▸ EXERCISE DIRECTIONS: Copy each line containing the word "dispatch" from the records that follow, please.

(Data extracted from a collection)
--
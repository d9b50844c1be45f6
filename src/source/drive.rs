use std::fs::File;
use std::sync::{Arc, OnceLock};

use log::{debug, info};
use regex::Regex;
use reqwest::blocking::{Client, Response};
use reqwest::header::CONTENT_TYPE;

use crate::auth::TokenSource;
use crate::config;

use super::SourceError;

fn drive_id_rx() -> &'static Regex {
    static RX: OnceLock<Regex> = OnceLock::new();
    RX.get_or_init(|| {
        Regex::new(r"(?:https?://)?drive\.google\.com/(?:file/d/|open\?id=|uc\?id=)([A-Za-z0-9_-]+)")
            .expect("static regex")
    })
}

fn confirm_rx() -> &'static Regex {
    static RX: OnceLock<Regex> = OnceLock::new();
    RX.get_or_init(|| Regex::new(r"confirm=([0-9A-Za-z_]+)").expect("static regex"))
}

/// Extract the file id from a Drive link of any recognised shape.
pub fn extract_drive_id(src: &str) -> Option<String> {
    drive_id_rx()
        .captures(src)
        .and_then(|c| c.get(1))
        .map(|m| m.as_str().to_string())
}

/// Pull a `confirm=<token>` value out of a Drive interstitial page.
pub fn confirm_token(page: &str) -> Option<String> {
    confirm_rx()
        .captures(page)
        .and_then(|c| c.get(1))
        .map(|m| m.as_str().to_string())
}

/// Authenticated Drive v3 media download.
pub struct DriveClient {
    http: Client,
    api_base: String,
    tokens: Arc<dyn TokenSource>,
}

impl DriveClient {
    pub fn new(http: Client, api_base: impl Into<String>, tokens: Arc<dyn TokenSource>) -> Self {
        Self {
            http,
            api_base: api_base.into(),
            tokens,
        }
    }

    pub fn download(&self, file_id: &str, out: &mut File) -> Result<(), SourceError> {
        let token = self.tokens.access_token()?;
        let url = format!("{}/drive/v3/files/{}", self.api_base, file_id);
        info!("downloading drive file {} via api", file_id);

        let mut resp = self
            .http
            .get(&url)
            .query(&[("alt", "media"), ("supportsAllDrives", "true")])
            .bearer_auth(token)
            .timeout(config::DRIVE_TIMEOUT)
            .send()?;

        let status = resp.status();
        if !status.is_success() {
            let body = resp.text().unwrap_or_default();
            return Err(SourceError::DriveApi {
                status: status.as_u16(),
                body,
            });
        }
        resp.copy_to(out)?;
        Ok(())
    }
}

fn is_html(resp: &Response) -> bool {
    resp.headers()
        .get(CONTENT_TYPE)
        .and_then(|v| v.to_str().ok())
        .is_some_and(|ct| ct.contains("text/html"))
}

/// Unauthenticated download through the public `uc?export=download` link.
///
/// Large files are served behind a virus-scan interstitial; the confirm token
/// is taken from the page body or a `download_warning*` cookie and the request
/// is repeated with it. Without a token the interstitial itself is saved and
/// later rejected by validation.
pub fn public_download(
    http: &Client,
    base: &str,
    file_id: &str,
    out: &mut File,
) -> Result<(), SourceError> {
    let url = format!("{base}/uc");
    info!("downloading drive file {} via public link", file_id);

    let resp = http
        .get(&url)
        .query(&[("export", "download"), ("id", file_id)])
        .timeout(config::DRIVE_TIMEOUT)
        .send()?
        .error_for_status()?;

    if !is_html(&resp) {
        let mut resp = resp;
        resp.copy_to(out)?;
        return Ok(());
    }

    let cookie_token = resp
        .cookies()
        .find(|c| c.name().starts_with("download_warning"))
        .map(|c| c.value().to_string());
    let page = resp.bytes()?;

    let token = confirm_token(&String::from_utf8_lossy(&page)).or(cookie_token);
    match token {
        Some(token) => {
            debug!("drive interstitial confirmed with token {}", token);
            let mut resp = http
                .get(&url)
                .query(&[
                    ("export", "download"),
                    ("id", file_id),
                    ("confirm", token.as_str()),
                ])
                .timeout(config::DRIVE_TIMEOUT)
                .send()?
                .error_for_status()?;
            resp.copy_to(out)?;
        }
        None => {
            use std::io::Write;
            out.write_all(&page)?;
        }
    }
    Ok(())
}
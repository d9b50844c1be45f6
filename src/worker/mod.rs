//! Worker pool for jobs submitted by the webhook.
//!
//! Every task gets a completion callback, so a job never finishes unobserved.
//! The pool also counts the jobs in flight. Two jobs running at the same time
//! may read the same first row, so an overlap is logged rather than hidden.

use std::panic::{self, AssertUnwindSafe};
use std::sync::atomic::{AtomicUsize, Ordering};
use std::sync::Arc;

use log::{debug, warn};
use rayon::{ThreadPool, ThreadPoolBuilder};

use crate::dispatch::JobPanic;

pub struct JobPool {
    pool: ThreadPool,
    in_flight: Arc<AtomicUsize>,
}

/// Decrements the in-flight counter even if the callback panics.
struct InFlight(Arc<AtomicUsize>);

impl Drop for InFlight {
    fn drop(&mut self) {
        self.0.fetch_sub(1, Ordering::SeqCst);
    }
}

impl JobPool {
    pub fn new(threads: usize) -> Result<Self, rayon::ThreadPoolBuildError> {
        let pool = ThreadPoolBuilder::new()
            .num_threads(threads.max(1))
            .thread_name(|i| format!("ytsheet-job-{i}"))
            .build()?;
        Ok(Self {
            pool,
            in_flight: Arc::new(AtomicUsize::new(0)),
        })
    }

    pub fn in_flight(&self) -> usize {
        self.in_flight.load(Ordering::SeqCst)
    }

    /// Queue `task`; `on_done` receives its result or the panic it raised.
    pub fn submit<T, F, C>(&self, task: F, on_done: C)
    where
        T: Send + 'static,
        F: FnOnce() -> T + Send + 'static,
        C: FnOnce(Result<T, JobPanic>) + Send + 'static,
    {
        let in_flight = Arc::clone(&self.in_flight);
        self.pool.spawn(move || {
            let running = in_flight.fetch_add(1, Ordering::SeqCst);
            let _guard = InFlight(in_flight);
            if running > 0 {
                warn!(
                    "job started while {} other job(s) are running; they may pick the same row",
                    running
                );
            }
            debug!("job started");
            let result = panic::catch_unwind(AssertUnwindSafe(task)).map_err(JobPanic::from_payload);
            on_done(result);
        });
    }
}
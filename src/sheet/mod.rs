use std::sync::Arc;

use log::info;
use reqwest::blocking::Client;
use reqwest::Url;
use serde::Deserialize;
use serde_json::json;
use thiserror::Error;

use crate::auth::{AuthError, TokenSource};
use crate::config;

#[derive(Error, Debug)]
pub enum RowStoreError {
    #[error("{0}")]
    Auth(#[from] AuthError),
    #[error("{0}")]
    Http(#[from] reqwest::Error),
    #[error("sheets api returned {status}: {body}")]
    Api { status: u16, body: String },
    #[error("Sheet '{0}' not found")]
    SheetNotFound(String),
    #[error("invalid sheets url: {0}")]
    Url(String),
}

/// One pending job: where the video is and how to title it.
#[derive(Debug, Clone, PartialEq, Eq)]
pub struct Row {
    pub source: String,
    pub title: String,
    pub description: String,
}

impl Row {
    /// Build a row from raw cells; `None` when the source cell is blank.
    pub fn from_cells(cells: &[String]) -> Option<Self> {
        let cell = |i: usize| cells.get(i).map(|c| c.trim().to_string()).unwrap_or_default();
        let source = cell(0);
        if source.is_empty() {
            return None;
        }
        Some(Self {
            source,
            title: cell(1),
            description: cell(2),
        })
    }
}

/// The table of pending jobs, consumed from the top.
pub trait RowStore: Send + Sync {
    fn first_row(&self) -> Result<Option<Row>, RowStoreError>;
    fn delete_first_row(&self) -> Result<(), RowStoreError>;
}

#[derive(Deserialize)]
struct ValueRange {
    #[serde(default)]
    values: Vec<Vec<String>>,
}

#[derive(Deserialize)]
struct SpreadsheetMeta {
    #[serde(default)]
    sheets: Vec<SheetEntry>,
}

#[derive(Deserialize)]
struct SheetEntry {
    properties: SheetProperties,
}

#[derive(Deserialize)]
#[serde(rename_all = "camelCase")]
struct SheetProperties {
    #[serde(default)]
    sheet_id: i64,
    title: String,
}

/// Google Sheets v4 backed row store.
pub struct GoogleSheets {
    http: Client,
    base: String,
    spreadsheet_id: String,
    sheet_name: String,
    tokens: Arc<dyn TokenSource>,
}

impl GoogleSheets {
    pub fn new(
        http: Client,
        base: impl Into<String>,
        spreadsheet_id: impl Into<String>,
        sheet_name: impl Into<String>,
        tokens: Arc<dyn TokenSource>,
    ) -> Self {
        Self {
            http,
            base: base.into(),
            spreadsheet_id: spreadsheet_id.into(),
            sheet_name: sheet_name.into(),
            tokens,
        }
    }

    fn url(&self, segments: &[&str]) -> Result<Url, RowStoreError> {
        let mut url = Url::parse(&self.base).map_err(|e| RowStoreError::Url(e.to_string()))?;
        url.path_segments_mut()
            .map_err(|_| RowStoreError::Url(self.base.clone()))?
            .pop_if_empty()
            .push("v4")
            .push("spreadsheets")
            .extend(segments);
        Ok(url)
    }

    fn check(resp: reqwest::blocking::Response) -> Result<reqwest::blocking::Response, RowStoreError> {
        let status = resp.status();
        if status.is_success() {
            return Ok(resp);
        }
        Err(RowStoreError::Api {
            status: status.as_u16(),
            body: resp.text().unwrap_or_default(),
        })
    }

    fn sheet_id(&self, token: &str) -> Result<i64, RowStoreError> {
        let url = self.url(&[&self.spreadsheet_id])?;
        let resp = self
            .http
            .get(url)
            .query(&[("fields", "sheets.properties")])
            .bearer_auth(token)
            .timeout(config::API_TIMEOUT)
            .send()?;
        let meta: SpreadsheetMeta = Self::check(resp)?.json()?;

        meta.sheets
            .into_iter()
            .map(|s| s.properties)
            .find(|p| p.title == self.sheet_name)
            .map(|p| p.sheet_id)
            .ok_or_else(|| RowStoreError::SheetNotFound(self.sheet_name.clone()))
    }
}

impl RowStore for GoogleSheets {
    fn first_row(&self) -> Result<Option<Row>, RowStoreError> {
        let token = self.tokens.access_token()?;
        let range = format!(
            "{}!{}1:{}1",
            self.sheet_name,
            config::COL_SOURCE,
            config::COL_DESCRIPTION
        );
        let url = self.url(&[&self.spreadsheet_id, "values", &range])?;

        let resp = self
            .http
            .get(url)
            .bearer_auth(token)
            .timeout(config::API_TIMEOUT)
            .send()?;
        let values: ValueRange = Self::check(resp)?.json()?;

        Ok(values.values.first().and_then(|cells| Row::from_cells(cells)))
    }

    fn delete_first_row(&self) -> Result<(), RowStoreError> {
        let token = self.tokens.access_token()?;
        let sheet_id = self.sheet_id(&token)?;
        let url = self.url(&[&format!("{}:batchUpdate", self.spreadsheet_id)])?;

        let body = json!({
            "requests": [{
                "deleteDimension": {
                    "range": {
                        "sheetId": sheet_id,
                        "dimension": "ROWS",
                        "startIndex": 0,
                        "endIndex": 1,
                    }
                }
            }]
        });

        let resp = self
            .http
            .post(url)
            .bearer_auth(token)
            .timeout(config::API_TIMEOUT)
            .json(&body)
            .send()?;
        Self::check(resp)?;
        info!("deleted first row of '{}'", self.sheet_name);
        Ok(())
    }
}

#[cfg(test)]
mod tests {
    use super::*;
    use crate::auth::StaticToken;
    use mockito::Matcher;

    fn store(server: &mockito::Server) -> GoogleSheets {
        GoogleSheets::new(
            Client::new(),
            server.url(),
            "SHEET",
            "Sheet1",
            Arc::new(StaticToken::new("sheets-token")),
        )
    }

    #[test]
    fn test_row_from_cells() {
        let cells = vec![" /tmp/a.mp4 ".to_string(), " T ".to_string()];
        let row = Row::from_cells(&cells).unwrap();
        assert_eq!(row.source, "/tmp/a.mp4");
        assert_eq!(row.title, "T");
        assert_eq!(row.description, "");

        assert_eq!(Row::from_cells(&["  ".to_string(), "title".to_string()]), None);
        assert_eq!(Row::from_cells(&[]), None);
    }

    #[test]
    fn test_first_row_read() {
        let mut server = mockito::Server::new();
        server
            .mock("GET", "/v4/spreadsheets/SHEET/values/Sheet1!A1:C1")
            .match_header("authorization", "Bearer sheets-token")
            .with_status(200)
            .with_body(r#"{"range":"Sheet1!A1:C1","values":[["https://x/v.mp4","Title","Desc"]]}"#)
            .create();

        let row = store(&server).first_row().unwrap().unwrap();
        assert_eq!(
            row,
            Row {
                source: "https://x/v.mp4".into(),
                title: "Title".into(),
                description: "Desc".into(),
            }
        );
    }

    #[test]
    fn test_first_row_missing() {
        let mut server = mockito::Server::new();
        server
            .mock("GET", "/v4/spreadsheets/SHEET/values/Sheet1!A1:C1")
            .with_status(200)
            .with_body(r#"{"range":"Sheet1!A1:C1","majorDimension":"ROWS"}"#)
            .create();
        assert_eq!(store(&server).first_row().unwrap(), None);
    }

    #[test]
    fn test_first_row_access_error() {
        let mut server = mockito::Server::new();
        server
            .mock("GET", "/v4/spreadsheets/SHEET/values/Sheet1!A1:C1")
            .with_status(403)
            .with_body("PERMISSION_DENIED")
            .create();
        match store(&server).first_row() {
            Err(RowStoreError::Api { status, body }) => {
                assert_eq!(status, 403);
                assert_eq!(body, "PERMISSION_DENIED");
            }
            other => panic!("expected api error, got {other:?}"),
        }
    }

    #[test]
    fn test_delete_first_row() {
        let mut server = mockito::Server::new();
        server
            .mock("GET", "/v4/spreadsheets/SHEET")
            .match_query(Matcher::UrlEncoded("fields".into(), "sheets.properties".into()))
            .with_status(200)
            .with_body(
                r#"{"sheets":[{"properties":{"sheetId":0,"title":"Other"}},
                              {"properties":{"sheetId":777,"title":"Sheet1"}}]}"#,
            )
            .create();
        let update = server
            .mock("POST", "/v4/spreadsheets/SHEET:batchUpdate")
            .match_body(Matcher::PartialJsonString(
                r#"{"requests":[{"deleteDimension":{"range":{"sheetId":777,"dimension":"ROWS","startIndex":0,"endIndex":1}}}]}"#.into(),
            ))
            .with_status(200)
            .with_body("{}")
            .expect(1)
            .create();

        store(&server).delete_first_row().unwrap();
        update.assert();
    }

    #[test]
    fn test_delete_unknown_sheet() {
        let mut server = mockito::Server::new();
        server
            .mock("GET", "/v4/spreadsheets/SHEET")
            .match_query(Matcher::Any)
            .with_status(200)
            .with_body(r#"{"sheets":[{"properties":{"sheetId":1,"title":"Other"}}]}"#)
            .create();

        let err = store(&server).delete_first_row().unwrap_err();
        assert_eq!(err.to_string(), "Sheet 'Sheet1' not found");
    }
}
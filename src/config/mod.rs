use std::sync::OnceLock;
use std::time::Duration;

use regex::Regex;
use thiserror::Error;

// Upload parameters
pub const UPLOAD_CHUNK_SIZE: usize = 8 * 1024 * 1024; // 8 MiB
pub const UPLOAD_BACKOFF: Duration = Duration::from_secs(3);
pub const MAX_TITLE_CHARS: usize = 100;
pub const DEFAULT_CATEGORY_ID: &str = "22";
pub const DEFAULT_VISIBILITY: &str = "public";
pub const DEFAULT_MADE_FOR_KIDS: bool = false;
pub const DEFAULT_TAGS: &[&str] = &["Shorts"];

// Download validation
pub const MIN_VIDEO_BYTES: u64 = 200 * 1024; // 200 KiB
pub const HTML_SNIFF_BYTES: usize = 65536;

// Network timeouts
pub const DRIVE_TIMEOUT: Duration = Duration::from_secs(180);
pub const HTTP_DOWNLOAD_TIMEOUT: Duration = Duration::from_secs(300);
pub const API_TIMEOUT: Duration = Duration::from_secs(30);
pub const POLL_TIMEOUT_SECS: u64 = 60;

// Row layout: source, title, description
pub const COL_SOURCE: &str = "A";
pub const COL_DESCRIPTION: &str = "C";

pub const DEFAULT_SHEET_NAME: &str = "Лист1";
pub const DEFAULT_TRIGGER_TEXT: &str = "1";
pub const DEFAULT_BIND_ADDR: &str = "0.0.0.0:8080";
pub const DEFAULT_WORKER_THREADS: usize = 2;

#[derive(Error, Debug)]
pub enum ConfigError {
    #[error("missing required settings: {}", .0.join(", "))]
    Missing(Vec<&'static str>),
}

/// Static metadata attached to every uploaded video.
#[derive(Debug, Clone)]
pub struct UploadDefaults {
    pub category_id: String,
    pub visibility: String,
    pub made_for_kids: bool,
    pub tags: Vec<String>,
}

impl Default for UploadDefaults {
    fn default() -> Self {
        Self {
            category_id: DEFAULT_CATEGORY_ID.to_string(),
            visibility: DEFAULT_VISIBILITY.to_string(),
            made_for_kids: DEFAULT_MADE_FOR_KIDS,
            tags: DEFAULT_TAGS.iter().map(|t| t.to_string()).collect(),
        }
    }
}

/// Base URLs of every remote API the bot talks to.
///
/// Production values come from [`Default`]; tests point them at a mock server.
#[derive(Debug, Clone)]
pub struct Endpoints {
    pub telegram: String,
    pub sheets: String,
    pub drive_api: String,
    pub drive_public: String,
    pub youtube_upload: String,
    pub oauth_token: String,
}

impl Default for Endpoints {
    fn default() -> Self {
        Self {
            telegram: "https://api.telegram.org".to_string(),
            sheets: "https://sheets.googleapis.com".to_string(),
            drive_api: "https://www.googleapis.com".to_string(),
            drive_public: "https://drive.google.com".to_string(),
            youtube_upload: "https://www.googleapis.com".to_string(),
            oauth_token: "https://oauth2.googleapis.com/token".to_string(),
        }
    }
}

impl Endpoints {
    /// Point every endpoint at one base URL.
    pub fn all_at(base: &str) -> Self {
        let base = base.trim_end_matches('/').to_string();
        Self {
            telegram: base.clone(),
            sheets: base.clone(),
            drive_api: base.clone(),
            drive_public: base.clone(),
            youtube_upload: base.clone(),
            oauth_token: format!("{base}/token"),
        }
    }
}

/// Runtime configuration shared by every deployment shape.
#[derive(Debug, Clone)]
pub struct BotConfig {
    pub telegram_token: String,
    pub spreadsheet_id: String,
    pub sheet_name: String,
    pub trigger_text: String,
    pub delete_row_after_upload: bool,
    pub upload: UploadDefaults,
    pub endpoints: Endpoints,
}

impl BotConfig {
    /// Build a configuration, reporting every missing required value at once.
    pub fn new(
        telegram_token: Option<String>,
        spreadsheet_id: Option<String>,
        sheet_name: Option<String>,
        trigger_text: Option<String>,
    ) -> Result<Self, ConfigError> {
        let present = |v: &Option<String>| v.as_deref().is_some_and(|s| !s.trim().is_empty());

        let mut missing = Vec::new();
        if !present(&telegram_token) {
            missing.push("TELEGRAM_BOT_TOKEN");
        }
        if !present(&spreadsheet_id) {
            missing.push("SPREADSHEET_ID");
        }
        if !present(&sheet_name) {
            missing.push("SHEET_NAME");
        }
        if !missing.is_empty() {
            return Err(ConfigError::Missing(missing));
        }

        Ok(Self {
            telegram_token: telegram_token.unwrap_or_default(),
            spreadsheet_id: normalize_sheet_id(&spreadsheet_id.unwrap_or_default()),
            sheet_name: sheet_name.unwrap_or_default(),
            trigger_text: trigger_text.unwrap_or_else(|| DEFAULT_TRIGGER_TEXT.to_string()),
            delete_row_after_upload: true,
            upload: UploadDefaults::default(),
            endpoints: Endpoints::default(),
        })
    }
}

/// Accept either a bare spreadsheet id or a full spreadsheet URL.
pub fn normalize_sheet_id(raw: &str) -> String {
    static SHEET_URL_RX: OnceLock<Regex> = OnceLock::new();
    let rx = SHEET_URL_RX
        .get_or_init(|| Regex::new(r"/spreadsheets/d/([a-zA-Z0-9_-]+)").expect("static regex"));
    let raw = raw.trim();
    rx.captures(raw)
        .and_then(|c| c.get(1))
        .map(|m| m.as_str().to_string())
        .unwrap_or_else(|| raw.to_string())
}
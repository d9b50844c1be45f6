pub mod auth;
pub mod bot;
mod chunker;
pub mod config;
pub mod dispatch;
pub mod pipeline;
pub mod report;
pub mod server;
pub mod sheet;
pub mod source;
pub mod telegram;
pub mod upload;
pub mod worker;

pub use config::{BotConfig, Endpoints, UploadDefaults};
pub use dispatch::Dispatcher;
pub use pipeline::{Job, JobOutcome, JobRunner};
pub use source::{ResolvedSource, SourceResolver};
pub use upload::{ChunkedUploader, CredentialProvider, RetryPolicy};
--
▸ SOLUTION FOR THIS TASK:
use crate::dispatch::JobPanic;
pub mod dispatch;
pub use dispatch::Dispatcher;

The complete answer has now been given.